Work order: Where the data below has the string "origin", return the whole line.

Information supplied:
-------

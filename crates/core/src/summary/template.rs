use async_trait::async_trait;
use tera::{Context, Tera};

use crate::domain::comparison::ComparisonResult;
use crate::summary::{Language, SummaryError, SummaryFacts, SummaryGenerator};

const ENGLISH_TEMPLATE: &str = "summary_en.txt";
const GERMAN_TEMPLATE: &str = "summary_de.txt";

/// Deterministic summaries rendered from embedded Tera templates.
#[derive(Clone, Debug)]
pub struct TemplateSummaryGenerator {
    tera: Tera,
}

impl TemplateSummaryGenerator {
    pub fn new() -> Result<Self, SummaryError> {
        let mut tera = Tera::default();
        tera.add_raw_templates(vec![
            (ENGLISH_TEMPLATE, include_str!("../../templates/summary_en.txt.tera")),
            (GERMAN_TEMPLATE, include_str!("../../templates/summary_de.txt.tera")),
        ])
        .map_err(|error| SummaryError::Template(error.to_string()))?;

        Ok(Self { tera })
    }

    pub fn render(
        &self,
        comparison: &ComparisonResult,
        language: Language,
    ) -> Result<String, SummaryError> {
        let facts = SummaryFacts::from_comparison(comparison);
        let context = Context::from_serialize(&facts)
            .map_err(|error| SummaryError::Template(error.to_string()))?;

        let template = match language {
            Language::English => ENGLISH_TEMPLATE,
            Language::German => GERMAN_TEMPLATE,
        };
        let rendered = self
            .tera
            .render(template, &context)
            .map_err(|error| SummaryError::Template(error.to_string()))?;

        Ok(rendered.split_whitespace().collect::<Vec<_>>().join(" "))
    }
}

#[async_trait]
impl SummaryGenerator for TemplateSummaryGenerator {
    fn name(&self) -> &'static str {
        "template"
    }

    async fn generate(
        &self,
        comparison: &ComparisonResult,
        language: Language,
    ) -> Result<String, SummaryError> {
        self.render(comparison, language)
    }
}

#[cfg(test)]
mod tests {
    use std::collections::BTreeMap;

    use rust_decimal::Decimal;

    use crate::aggregate::aggregate;
    use crate::catalog::Catalog;
    use crate::domain::comparison::ComparisonResult;
    use crate::domain::product::{ProductEntry, ProductId};
    use crate::domain::query::QueryItem;
    use crate::matching::Matcher;
    use crate::summary::{Language, SummaryGenerator};

    use super::TemplateSummaryGenerator;

    fn comparison(items: &[QueryItem]) -> ComparisonResult {
        let catalog = Catalog::new(vec![
            ProductEntry {
                id: ProductId("milk".to_string()),
                name: "milch 1l".to_string(),
                unit: Some("1 l".to_string()),
                aliases: vec!["milch".to_string(), "milk".to_string()],
                prices: BTreeMap::from([
                    ("aldi".to_string(), Some(Decimal::new(109, 2))),
                    ("lidl".to_string(), Some(Decimal::new(99, 2))),
                    ("netto".to_string(), None),
                ]),
            },
            ProductEntry {
                id: ProductId("bread".to_string()),
                name: "brot".to_string(),
                unit: None,
                aliases: vec!["bread".to_string()],
                prices: BTreeMap::from([
                    ("aldi".to_string(), Some(Decimal::new(129, 2))),
                    ("lidl".to_string(), None),
                    ("netto".to_string(), None),
                ]),
            },
        ])
        .expect("catalog");

        aggregate(&catalog, &Matcher::default().match_all(&catalog, items))
    }

    #[test]
    fn english_summary_names_cheapest_store_savings_and_gaps() {
        let generator = TemplateSummaryGenerator::new().expect("templates should compile");
        let result = comparison(&[
            QueryItem::with_quantity("milch", 2),
            QueryItem::new("brot"),
            QueryItem::new("caviar"),
        ]);

        let summary = generator.render(&result, Language::English).expect("render");

        assert!(
            summary.starts_with("Cheapest overall: Lidl with 1.98 EUR (based on 1 of 2 matched items)."),
            "{summary}"
        );
        assert!(!summary.contains("less than"), "Aldi prices a larger basket: {summary}");
        assert!(summary.contains("Lidl is missing 1 of the matched items."), "{summary}");
        assert!(summary.contains("No matching items at: Netto."), "{summary}");
        assert!(summary.contains("Not found in the catalog: caviar."), "{summary}");
    }

    #[test]
    fn savings_compare_stores_with_the_same_basket() {
        let generator = TemplateSummaryGenerator::new().expect("templates should compile");
        let result = comparison(&[QueryItem::with_quantity("milch", 3)]);

        let summary = generator.render(&result, Language::English).expect("render");

        assert!(summary.contains("That is 0.30 EUR less than Aldi."), "{summary}");
    }

    #[test]
    fn german_summary_uses_german_copy() {
        let generator = TemplateSummaryGenerator::new().expect("templates should compile");
        let result = comparison(&[QueryItem::new("milk")]);

        let summary = generator.render(&result, Language::German).expect("render");

        assert!(summary.starts_with("Am günstigsten insgesamt: Lidl mit 0.99 EUR"), "{summary}");
        assert!(summary.contains("weniger als bei Aldi"), "{summary}");
        assert!(summary.contains("Keine passenden Artikel bei: Netto."), "{summary}");
    }

    #[test]
    fn empty_comparison_has_dedicated_copy() {
        let generator = TemplateSummaryGenerator::new().expect("templates should compile");
        let result = comparison(&[QueryItem::new("caviar")]);

        let english = generator.render(&result, Language::English).expect("render");
        let german = generator.render(&result, Language::German).expect("render");

        assert_eq!(
            english,
            "No item on your list could be priced at any store. Not found in the catalog: caviar."
        );
        assert!(german.starts_with("Kein Artikel Ihrer Liste"), "{german}");
    }

    #[tokio::test]
    async fn trait_generate_matches_render() {
        let generator = TemplateSummaryGenerator::new().expect("templates should compile");
        let result = comparison(&[QueryItem::new("milch")]);

        let generated = generator.generate(&result, Language::English).await.expect("generate");

        assert_eq!(generated, generator.render(&result, Language::English).expect("render"));
        assert_eq!(generator.name(), "template");
    }
}
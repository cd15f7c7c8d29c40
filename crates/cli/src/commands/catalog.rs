use std::path::PathBuf;

use serde::Serialize;
use shopwise_core::catalog::CatalogWarning;
use shopwise_core::config::{AppConfig, ConfigOverrides, LoadOptions};
use shopwise_core::errors::ApplicationError;
use shopwise_core::open_catalog;

use crate::commands::{to_pretty_json, CommandResult};

const COMMAND: &str = "catalog";

#[derive(Debug, Serialize)]
struct CatalogReport<'a> {
    origin: &'a str,
    currency: &'a str,
    stores: &'a [String],
    product_count: usize,
    products: Vec<ProductSummary<'a>>,
    warnings: &'a [CatalogWarning],
}

#[derive(Debug, Serialize)]
struct ProductSummary<'a> {
    id: &'a str,
    name: &'a str,
    stocked_at: usize,
}

pub fn run(path: Option<PathBuf>, json: bool) -> CommandResult {
    match execute(path, json) {
        Ok(result) => result,
        Err(error) => CommandResult::from_error(COMMAND, error),
    }
}

fn execute(path: Option<PathBuf>, json: bool) -> Result<CommandResult, ApplicationError> {
    let config = AppConfig::load(LoadOptions {
        overrides: ConfigOverrides { catalog_path: path, ..ConfigOverrides::default() },
        ..LoadOptions::default()
    })?;
    let loaded = open_catalog(&config.catalog)?;
    let catalog = &loaded.catalog;

    let report = CatalogReport {
        origin: &loaded.origin,
        currency: catalog.currency(),
        stores: catalog.stores(),
        product_count: catalog.len(),
        products: catalog
            .products()
            .iter()
            .map(|product| ProductSummary {
                id: &product.id.0,
                name: &product.name,
                stocked_at: product.prices.values().filter(|price| price.is_some()).count(),
            })
            .collect(),
        warnings: &loaded.warnings,
    };

    if json {
        return Ok(to_pretty_json(COMMAND, &report));
    }

    let mut lines = vec![
        format!("catalog: {}", report.origin),
        format!("- products: {}", report.product_count),
        format!("- stores: {}", report.stores.join(", ")),
        format!("- currency: {}", report.currency),
    ];
    if report.warnings.is_empty() {
        lines.push("- skipped records: none".to_string());
    } else {
        lines.push(format!("- skipped records: {}", report.warnings.len()));
        for warning in report.warnings {
            lines.push(format!(
                "  - #{} ({}): {}",
                warning.index,
                warning.product_id.as_deref().unwrap_or("unknown"),
                warning.reason
            ));
        }
    }

    Ok(CommandResult::raw(lines.join("\n")))
}
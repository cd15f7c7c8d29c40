pub mod catalog;
pub mod compare;
pub mod config;
pub mod doctor;
pub mod match_query;

use serde::Serialize;
use shopwise_core::errors::ApplicationError;

#[derive(Debug, Clone)]
pub struct CommandResult {
    pub exit_code: u8,
    pub output: String,
}

#[derive(Debug, Serialize)]
struct CommandOutcome {
    command: String,
    status: String,
    error_class: Option<String>,
    message: String,
}

impl CommandResult {
    pub fn success(command: &str, message: impl Into<String>) -> Self {
        let payload = CommandOutcome {
            command: command.to_string(),
            status: "ok".to_string(),
            error_class: None,
            message: message.into(),
        };
        Self { exit_code: 0, output: serialize_payload(payload) }
    }

    pub fn failure(
        command: &str,
        error_class: &str,
        message: impl Into<String>,
        exit_code: u8,
    ) -> Self {
        let payload = CommandOutcome {
            command: command.to_string(),
            status: "error".to_string(),
            error_class: Some(error_class.to_string()),
            message: message.into(),
        };
        Self { exit_code, output: serialize_payload(payload) }
    }

    pub fn from_error(command: &str, error: ApplicationError) -> Self {
        let error_class = error.error_class();
        let message = error.to_string();
        let exit_code = error.into_interface().exit_code();
        Self::failure(command, error_class, message, exit_code)
    }

    /// Plain output that is not wrapped in a status payload.
    pub fn raw(output: impl Into<String>) -> Self {
        Self { exit_code: 0, output: output.into() }
    }
}

fn serialize_payload(payload: CommandOutcome) -> String {
    serde_json::to_string(&payload).unwrap_or_else(|error| {
        format!(
            "{{\"command\":\"unknown\",\"status\":\"error\",\"error_class\":\"serialization\",\"message\":\"{}\"}}",
            escape_json(&error.to_string())
        )
    })
}

pub(crate) fn to_pretty_json<T: Serialize>(command: &str, value: &T) -> CommandResult {
    match serde_json::to_string_pretty(value) {
        Ok(output) => CommandResult::raw(output),
        Err(error) => CommandResult::failure(command, "serialization", error.to_string(), 1),
    }
}

pub(crate) fn escape_json(value: &str) -> String {
    value.replace('\\', "\\\\").replace('"', "\\\"")
}
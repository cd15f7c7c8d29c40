pub mod loader;

use std::collections::{BTreeSet, HashSet};

use thiserror::Error;

use crate::domain::product::{ProductEntry, ProductId};

pub use loader::{
    load_catalog, merge_catalogs, parse_catalog, CatalogSource, CatalogWarning, LoadedCatalog,
};

pub const DEFAULT_CURRENCY: &str = "EUR";

#[derive(Debug, Error)]
pub enum CatalogError {
    #[error("could not read catalog file `{path}`: {source}")]
    ReadFile { path: std::path::PathBuf, source: std::io::Error },
    #[error("could not parse catalog `{origin}`: {source}")]
    Parse { origin: String, source: serde_json::Error },
    #[error("catalog `{origin}` has no `products` list")]
    MissingProducts { origin: String },
    #[error("catalog `{origin}` contains no usable products ({skipped} records skipped)")]
    Empty { origin: String, skipped: usize },
    #[error("duplicate product identifier `{0}`")]
    DuplicateProductId(ProductId),
}

/// Immutable product catalog. Products keep their insertion order, which
/// is the final tie-breaker when matching.
#[derive(Clone, Debug)]
pub struct Catalog {
    products: Vec<ProductEntry>,
    stores: Vec<String>,
    currency: String,
}

impl Catalog {
    pub fn new(products: Vec<ProductEntry>) -> Result<Self, CatalogError> {
        let mut seen = HashSet::new();
        for product in &products {
            if !seen.insert(&product.id) {
                return Err(CatalogError::DuplicateProductId(product.id.clone()));
            }
        }

        let stores = products
            .iter()
            .flat_map(|product| product.prices.keys().cloned())
            .collect::<BTreeSet<_>>()
            .into_iter()
            .collect();

        Ok(Self { products, stores, currency: DEFAULT_CURRENCY.to_string() })
    }

    /// Declares stores that may not appear in any price map, e.g. a
    /// retailer whose prices have not been collected yet.
    pub fn with_stores(mut self, stores: impl IntoIterator<Item = String>) -> Self {
        let mut all: BTreeSet<String> = self.stores.into_iter().collect();
        all.extend(stores.into_iter().map(|store| store.trim().to_string()).filter(|s| !s.is_empty()));
        self.stores = all.into_iter().collect();
        self
    }

    pub fn with_currency(mut self, currency: impl Into<String>) -> Self {
        self.currency = currency.into();
        self
    }

    pub fn products(&self) -> &[ProductEntry] {
        &self.products
    }

    pub fn stores(&self) -> &[String] {
        &self.stores
    }

    pub fn currency(&self) -> &str {
        &self.currency
    }

    pub fn find(&self, product_id: &ProductId) -> Option<&ProductEntry> {
        self.products.iter().find(|product| &product.id == product_id)
    }

    pub fn len(&self) -> usize {
        self.products.len()
    }

    pub fn is_empty(&self) -> bool {
        self.products.is_empty()
    }
}
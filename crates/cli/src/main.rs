use std::process::ExitCode;

use shopwise_core::config::{AppConfig, LoadOptions, LoggingConfig};

fn init_logging(logging: &LoggingConfig) {
    use shopwise_core::config::LogFormat::*;
    use tracing::Level;

    let log_level = logging.level.parse::<Level>().unwrap_or(Level::WARN);
    let builder =
        tracing_subscriber::fmt().with_target(false).with_max_level(log_level).with_writer(std::io::stderr);

    match logging.format {
        Compact => builder.compact().init(),
        Pretty => builder.pretty().init(),
        Json => builder.json().init(),
    }
}

fn main() -> ExitCode {
    // Invalid configuration is reported by the command itself.
    let logging = AppConfig::load(LoadOptions::default())
        .map(|config| config.logging)
        .unwrap_or_else(|_| AppConfig::default().logging);
    init_logging(&logging);

    shopwise_cli::run()
}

-------

Response area:
    origin: &'a str,
        origin: &loaded.origin,
        format!("catalog: {}", report.origin),
    #[error("could not parse catalog `{origin}`: {source}")]
    Parse { origin: String, source: serde_json::Error },
    #[error("catalog `{origin}` has no `products` list")]
    MissingProducts { origin: String },
    #[error("catalog `{origin}` contains no usable products ({skipped} records skipped)")]
    Empty { origin: String, skipped: usize },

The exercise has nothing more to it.